Task brief:
Up to and including the line that contains "for group in", reproduce every line exactly, beginning with the first line below.
....
impl Toolkit {
    pub fn new() -> Self {
        Self::builder().build()
    }

    pub fn builder() -> ToolkitBuilder {
        ToolkitBuilder::default()
    }

    /// Build a toolkit from configuration, connecting every configured MCP
    /// server. Servers that fail to come up are logged and skipped.
    pub async fn from_config(config: &ToolkitConfig) -> Result<Self> {
        config.validate()?;
        let toolkit = Self::builder()
            .max_blocking_calls(config.max_blocking_calls)
            .call_timeout(config.call_timeout())
            .build();

        for group in &config.groups {
            toolkit.create_group(&group.name, &group.description, group.active)?;
        }

        for server in &config.mcp_servers {
            let client = Arc::new(server.build_client());
            if let Err(e) = toolkit.add_mcp_client(client).await {
                warn!(target: "toolkit", server = %server.server_name, "Skipping MCP server: {e}");
            }
        }

        Ok(toolkit)
    }

    pub fn registry(&self) -> &Arc<ToolRegistry> {
        &self.registry
    }

    pub fn register(&self, registration: ToolRegistration) -> Result<(), RegistryError> {
        self.registry.register(registration)
    }

    pub fn unregister(&self, name: &str) -> bool {
        self.registry.unregister(name)
    }

    pub fn create_group(
        &self,
        name: &str,
        description: &str,
        active: bool,
    ) -> Result<(), RegistryError> {
        self.registry.create_group(name, description, active)
    }

    pub fn activate_group(&self, group: &str) -> Result<(), RegistryError> {
        self.registry.activate(group)
    }

    pub fn deactivate_group(&self, group: &str) -> Result<(), RegistryError> {
        self.registry.deactivate(group)
    }

    pub fn groups(&self) -> Vec<ActivationGroup> {
        self.registry.groups()
    }

    pub fn state(&self) -> ToolkitState {
        ToolkitState {
            active_groups: self.registry.active_groups(),
        }
    }

    pub fn restore_state(&self, state: &ToolkitState) {
        self.registry.restore_active_groups(&state.active_groups);
    }

    /// Register the tool that lets the model switch groups on and off. Call
    /// again after creating groups to refresh its schema.
    pub fn register_group_control_tool(&self) -> Result<(), RegistryError> {
        self.registry.unregister(group_control::GROUP_CONTROL_TOOL);
        self.registry
            .register(group_control::registration(&self.registry))
    }

    /// Initialize `client` and route calls to it. Clients added earlier win
    /// when two servers expose the same tool name.
    pub async fn add_mcp_client(&self, client: Arc<McpClient>) -> Result<(), McpError> {
        client.initialize().await?;
        info!(target: "toolkit", server = client.server_name(), "Added MCP client");
        self.clients
            .write()
            .unwrap_or_else(PoisonError::into_inner)
            .push(client);
        Ok(())
    }

    /// Detach and close the client for `server_name`.
    pub async fn remove_mcp_client(&self, server_name: &str) -> Option<Arc<McpClient>> {
        let removed = {
            let mut clients = self.clients.write().unwrap_or_else(PoisonError::into_inner);
            let index = clients.iter().position(|c| c.server_name() == server_name)?;
            clients.remove(index)
        };
        if let Err(e) = removed.close().await {
            warn!(target: "toolkit", server = server_name, "Error closing MCP client: {e}");
        }
        Some(removed)
    }

    pub fn clients(&self) -> Vec<Arc<McpClient>> {
        self.clients
            .read()
            .unwrap_or_else(PoisonError::into_inner)
            .clone()
    }

    fn client_for(&self, tool_name: &str) -> Option<Arc<McpClient>> {
        self.clients
            .read()
            .unwrap_or_else(PoisonError::into_inner)
            .iter()
            .find(|client| client.has_tool(tool_name))
            .cloned()
    }

    /// Schemas from every source, sorted by name. A remote tool whose name
    /// is taken by a local tool (active or not) or an earlier client is hidden.
    pub async fn tool_schemas(&self, active_only: bool) -> Vec<ToolSchema> {
        let mut schemas = self.registry.list_schemas(active_only);
        let mut seen: HashSet<String> = schemas.iter().map(|s| s.name.clone()).collect();

        for client in self.clients() {
            if client.state() != RemoteClientState::Ready {
                continue;
            }
            match client.list_tools().await {
                Ok(remote) => {
                    for schema in remote {
                        if self.registry.contains(&schema.name) || !seen.insert(schema.name.clone())
                        {
                            debug!(target: "toolkit", tool = %schema.name, server = client.server_name(), "Remote tool shadowed");
                            continue;
                        }
                        schemas.push(schema);
                    }
                }
                Err(e) => {
                    warn!(target: "toolkit", server = client.server_name(), "Failed to list remote tools: {e}");
                }
            }
        }

        schemas.sort_by(|a, b| a.name.cmp(&b.name));
        schemas
    }

    pub async fn call_tool(&self, call: &ToolCall) -> ToolResult {
        self.call_tool_with_options(call, CallOptions::default())
            .await
    }

    pub async fn call_tool_with_options(&self, call: &ToolCall, options: CallOptions) -> ToolResult {
        let token = options.cancellation_token.unwrap_or_default();
        self.execute(call, token, options.timeout.or(self.call_timeout))
            .await
    }

    /// Run all calls concurrently. Results arrive in completion order, one
    /// per input id.
    pub async fn call_tools(&self, calls: Vec<ToolCall>) -> Vec<ToolResult> {
        self.call_tools_with_cancellation(calls, CancellationToken::new())
            .await
    }

    /// Like [`Toolkit::call_tools`]; cancelling `token` or dropping the
    /// returned future cancels every call still running, and those calls
    /// resolve to `Cancelled` error results.
    pub async fn call_tools_with_cancellation(
        &self,
        calls: Vec<ToolCall>,
        token: CancellationToken,
    ) -> Vec<ToolResult> {
        let calls = calls
            .into_iter()
            .map(|call| (call, CallOptions::default()))
            .collect();
        self.call_tools_with_options(calls, token).await
    }

    /// Batch form of [`Toolkit::call_tool_with_options`]. Each call keeps its
    /// own deadline and token on top of the batch-wide `token`.
    pub async fn call_tools_with_options(
        &self,
        calls: Vec<(ToolCall, CallOptions)>,
        token: CancellationToken,
    ) -> Vec<ToolResult> {
        let batch = token.child_token();
        let _cancel_on_drop = batch.clone().drop_guard();

        let mut ids = HashSet::with_capacity(calls.len());
        for (call, _) in &calls {
            if !ids.insert(call.id()) {
                warn!(target: "toolkit", id = call.id(), "Duplicate tool call id in batch");
            }
        }

        debug!(target: "toolkit", count = calls.len(), "Dispatching tool calls");
        let mut pending: FuturesUnordered<_> = calls
            .iter()
            .map(|(call, options)| {
                let token = match &options.cancellation_token {
                    Some(own) => linked_token(&batch, own.clone()),
                    None => batch.child_token(),
                };
                let timeout = options.timeout.or(self.call_timeout);
                async move {
                    let _finished = token.clone().drop_guard();
                    self.execute(call, token, timeout).await
                }
            })
            .collect();

        let mut results = Vec::with_capacity(calls.len());
        while let Some(result) = pending.next().await {
            results.push(result);
        }
        results
    }

    #[instrument(skip(self, call, token, timeout), fields(tool.name = %call.name(), tool.id = %call.id()))]
    async fn execute(
        &self,
        call: &ToolCall,
        token: CancellationToken,
        timeout: Option<Duration>,
    ) -> ToolResult {
        let work = with_deadline(call.name(), timeout, self.dispatch(call, token.clone()));
        let outcome = tokio::select! {
            biased;
            () = token.cancelled() => Err(ToolError::cancelled(call.name())),
            outcome = work => outcome,
        };

        match outcome {
            Ok(result) => {
                debug!(target: "toolkit", is_error = result.is_error(), "Tool call finished");
                result
            }
            Err(error) => {
                debug!(target: "toolkit", "Tool call failed: {error}");
                ToolResult::error(call, &error)
            }
        }
    }

    async fn dispatch(
        &self,
        call: &ToolCall,
        token: CancellationToken,
    ) -> Result<ToolResult, ToolError> {
        match self.registry.resolve(call.name()) {
            Ok(tool) => self.run_local(call, &tool, token).await,
            Err(ResolveError::NotActive) => Err(ToolError::inactive_tool(call.name())),
            Err(ResolveError::NotFound) => {
                let client = self
                    .client_for(call.name())
                    .ok_or_else(|| ToolError::unknown_tool(call.name()))?;
                client
                    .call_tool(call)
                    .await
                    .map_err(|e| ToolError::transport(call.name(), e.to_string()))
            }
        }
    }

    async fn run_local(
        &self,
        call: &ToolCall,
        tool: &ResolvedTool,
        token: CancellationToken,
    ) -> Result<ToolResult, ToolError> {
        let arguments = tool.prepare_arguments(call.arguments())?;
        let ctx = CallContext {
            tool_call_id: call.id().to_string(),
            tool_name: call.name().to_string(),
            cancellation_token: token,
            workers: self.workers.clone(),
        };

        let pending = std::panic::catch_unwind(AssertUnwindSafe(|| tool.invoke(arguments, ctx)))
            .map_err(|payload| panicked(call.name(), payload.as_ref()))?;
        let value = AssertUnwindSafe(pending)
            .catch_unwind()
            .await
            .map_err(|payload| panicked(call.name(), payload.as_ref()))??;

        Ok(ToolResult::success(call, self.converter.convert(value)))
    }

    /// Close every MCP client.
    pub async fn shutdown(&self) {
        let clients = std::mem::take(
            &mut *self.clients.write().unwrap_or_else(PoisonError::into_inner),
        );
        for client in clients {
            if let Err(e) = client.close().await {
                warn!(target: "toolkit", server = client.server_name(), "Error closing MCP client: {e}");
            }
        }
        info!(target: "toolkit", "Toolkit shut down");
    }
}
....
Final answer:
impl Toolkit {
    pub fn new() -> Self {
        Self::builder().build()
    }

    pub fn builder() -> ToolkitBuilder {
        ToolkitBuilder::default()
    }

    /// Build a toolkit from configuration, connecting every configured MCP
    /// server. Servers that fail to come up are logged and skipped.
    pub async fn from_config(config: &ToolkitConfig) -> Result<Self> {
        config.validate()?;
        let toolkit = Self::builder()
            .max_blocking_calls(config.max_blocking_calls)
            .call_timeout(config.call_timeout())
            .build();

        for group in &config.groups {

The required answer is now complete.